Needless to say, it is highly desirable that some intellectuals should take a strong interest in the study of politics. Indeed, as thinkers or as participants in politics, they can exert a salutary influence on political practice, but they can do so only if they understand the realities of politics, including its limits, and understand how it is shaped by ideas and imagination. Activism that is not informed by this kind of realism is ineffectual or self-destructive.

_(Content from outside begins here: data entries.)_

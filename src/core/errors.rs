//! BDS-prefixed error types with structured error codes.

#![allow(missing_docs)]

use std::path::{Path, PathBuf};

use thiserror::Error;

/// Shared `Result` alias for the project.
pub type Result<T> = std::result::Result<T, BeadsError>;

/// Top-level error type for the beads task.
///
/// The participant pressing Esc is not represented here; that path flows
/// through [`crate::present::Aborted`] and is a normal session exit.
#[derive(Debug, Error)]
pub enum BeadsError {
    #[error("[BDS-1001] invalid configuration: {details}")]
    InvalidConfig { details: String },

    #[error("[BDS-1002] missing configuration file: {path}")]
    MissingConfig { path: PathBuf },

    #[error("[BDS-1003] configuration parse failure in {context}: {details}")]
    ConfigParse {
        context: &'static str,
        details: String,
    },

    #[error("[BDS-1101] invalid trial design: {details}")]
    InvalidDesign { details: String },

    #[error("[BDS-1102] invalid subject identifier {subject:?}: {reason}")]
    InvalidSubject { subject: String, reason: String },

    #[error("[BDS-2001] illegal trial state transition: {details}")]
    TrialState { details: String },

    #[error("[BDS-2002] results already flushed to {path}")]
    AlreadyFlushed { path: PathBuf },

    #[error("[BDS-2101] serialization failure in {context}: {details}")]
    Serialization {
        context: &'static str,
        details: String,
    },

    #[error("[BDS-3002] IO failure at {path}: {source}")]
    Io {
        path: PathBuf,
        #[source]
        source: std::io::Error,
    },

    #[error("[BDS-3003] terminal failure: {details}")]
    Terminal { details: String },
}

impl BeadsError {
    /// Stable machine-parseable error code.
    #[must_use]
    pub const fn code(&self) -> &'static str {
        match self {
            Self::InvalidConfig { .. } => "BDS-1001",
            Self::MissingConfig { .. } => "BDS-1002",
            Self::ConfigParse { .. } => "BDS-1003",
            Self::InvalidDesign { .. } => "BDS-1101",
            Self::InvalidSubject { .. } => "BDS-1102",
            Self::TrialState { .. } => "BDS-2001",
            Self::AlreadyFlushed { .. } => "BDS-2002",
            Self::Serialization { .. } => "BDS-2101",
            Self::Io { .. } => "BDS-3002",
            Self::Terminal { .. } => "BDS-3003",
        }
    }

    /// Whether retrying might resolve the failure.
    #[must_use]
    pub const fn is_retryable(&self) -> bool {
        matches!(self, Self::Io { .. } | Self::Terminal { .. })
    }

    /// Whether the error was raised before any trial could be generated.
    #[must_use]
    pub const fn is_pre_session(&self) -> bool {
        matches!(
            self,
            Self::InvalidConfig { .. }
                | Self::MissingConfig { .. }
                | Self::ConfigParse { .. }
                | Self::InvalidDesign { .. }
                | Self::InvalidSubject { .. }
        )
    }

    /// Convenience constructor for IO errors with a known path.
    #[must_use]
    pub fn io(path: impl AsRef<Path>, source: std::io::Error) -> Self {
        Self::Io {
            path: path.as_ref().to_path_buf(),
            source,
        }
    }

    /// Convenience constructor for design (counterbalancing) failures.
    #[must_use]
    pub fn design(details: impl Into<String>) -> Self {
        Self::InvalidDesign {
            details: details.into(),
        }
    }

    /// Convenience constructor for illegal trial mutations.
    #[must_use]
    pub fn trial_state(details: impl Into<String>) -> Self {
        Self::TrialState {
            details: details.into(),
        }
    }
}

impl From<serde_json::Error> for BeadsError {
    fn from(value: serde_json::Error) -> Self {
        Self::Serialization {
            context: "serde_json",
            details: value.to_string(),
        }
    }
}

impl From<toml::de::Error> for BeadsError {
    fn from(value: toml::de::Error) -> Self {
        Self::ConfigParse {
            context: "toml",
            details: value.to_string(),
        }
    }
}

impl From<toml::ser::Error> for BeadsError {
    fn from(value: toml::ser::Error) -> Self {
        Self::Serialization {
            context: "toml",
            details: value.to_string(),
        }
    }
}
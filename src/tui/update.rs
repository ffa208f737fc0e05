//! Pure state transitions: `update(model, msg) -> cmd`.

#![allow(missing_docs)]

use crossterm::event::{KeyCode, KeyEvent, KeyModifiers};

use super::model::{BeadsCmd, BeadsModel, BeadsMsg, InputMode, SLIDER_START, SUBJECT_INPUT_LIMIT};
use crate::design::factors::BoxSide;

const FINE_STEP: u8 = 1;
const COARSE_STEP: u8 = 10;

/// Apply `msg` to `model`, returning the side effect it requests.
pub fn update(model: &mut BeadsModel, msg: BeadsMsg) -> BeadsCmd {
    match msg {
        BeadsMsg::Key(key) => handle_key(model, key),
        BeadsMsg::Resize { cols, rows } => {
            model.terminal_size = (cols, rows);
            BeadsCmd::None
        }
        BeadsMsg::ShowScene(scene) => {
            model.set_scene(scene);
            BeadsCmd::None
        }
        BeadsMsg::ShowEvidence(frame) => {
            model.evidence = Some(frame);
            BeadsCmd::None
        }
        BeadsMsg::ShowNotice(notice) => {
            model.clear();
            model.notice = Some(notice);
            BeadsCmd::None
        }
        BeadsMsg::Clear => {
            model.clear();
            BeadsCmd::None
        }
        BeadsMsg::BeginRating(prompt) => {
            model.input = InputMode::Rating {
                prompt,
                percent: SLIDER_START,
            };
            BeadsCmd::None
        }
        BeadsMsg::BeginChoice => {
            model.input = InputMode::Choice;
            BeadsCmd::None
        }
        BeadsMsg::BeginAcknowledge => {
            model.input = InputMode::Acknowledge;
            BeadsCmd::None
        }
        BeadsMsg::BeginSubject => {
            model.clear();
            model.input = InputMode::Subject {
                buffer: String::new(),
                error: None,
            };
            BeadsCmd::None
        }
        BeadsMsg::SubjectRejected(reason) => {
            if let InputMode::Subject { error, .. } = &mut model.input {
                *error = Some(reason);
            }
            BeadsCmd::None
        }
    }
}

fn is_abort(key: &KeyEvent) -> bool {
    key.code == KeyCode::Esc
        || (key.modifiers.contains(KeyModifiers::CONTROL) && key.code == KeyCode::Char('c'))
}

fn handle_key(model: &mut BeadsModel, key: KeyEvent) -> BeadsCmd {
    if is_abort(&key) {
        model.input = InputMode::Idle;
        return BeadsCmd::Abort;
    }
    let coarse = key.modifiers.contains(KeyModifiers::SHIFT);
    match &mut model.input {
        InputMode::Idle => BeadsCmd::None,
        InputMode::Rating { percent, .. } => match key.code {
            KeyCode::Left => {
                *percent = percent.saturating_sub(if coarse { COARSE_STEP } else { FINE_STEP });
                BeadsCmd::None
            }
            KeyCode::Right => {
                *percent = percent
                    .saturating_add(if coarse { COARSE_STEP } else { FINE_STEP })
                    .min(100);
                BeadsCmd::None
            }
            KeyCode::Enter | KeyCode::Char(' ') => {
                let value = f64::from(*percent) / 100.0;
                model.input = InputMode::Idle;
                BeadsCmd::CommitRating(value)
            }
            _ => BeadsCmd::None,
        },
        InputMode::Choice => {
            let side = match key.code {
                KeyCode::Left => BoxSide::Left,
                KeyCode::Right => BoxSide::Right,
                _ => return BeadsCmd::None,
            };
            model.input = InputMode::Idle;
            BeadsCmd::CommitChoice(side)
        }
        InputMode::Acknowledge => {
            model.input = InputMode::Idle;
            BeadsCmd::Acknowledged
        }
        InputMode::Subject { buffer, error } => match key.code {
            KeyCode::Char(c) if buffer.chars().count() < SUBJECT_INPUT_LIMIT => {
                buffer.push(c);
                *error = None;
                BeadsCmd::None
            }
            KeyCode::Backspace => {
                buffer.pop();
                BeadsCmd::None
            }
            KeyCode::Enter => BeadsCmd::SubmitSubject(buffer.clone()),
            _ => BeadsCmd::None,
        },
    }
}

The “pragmatic” preoccupation with practical politics in American intellectual conservatism is closely related to a fondness for economics and business, which is often so pronounced that it amounts to regarding the aims of conservatism and business as the same. But civilization, including a civilized market place, depends, as Wilhelm Röpke has observed, on moral, imaginative and intellectual preferences that do not arise spontaneously from the economy as such. The priorities set by businessmen and financiers in their economic activities are not ordinarily prescribed by the good, the true and the beautiful. Too many conservatives with libertarian leanings underestimate the extent to which purely economic considerations need to be subordinated to other motives and the extent to which institutions and individual gate-keepers must help foster moral restraints, good taste and respect for truth. If many businessmen in the Western world have exhibited admirable traits like honesty, good manners and social responsibility, it is because, like others, they have been formed by an ancient civilization. They have been subject to the elevating pressures of priests, thinkers, aristocrats, teachers and artists. Today, as our civilization deteriorates, the utilitarian one-sidedness and greed that business tends to generate when left to itself are being released from those traditional restraints.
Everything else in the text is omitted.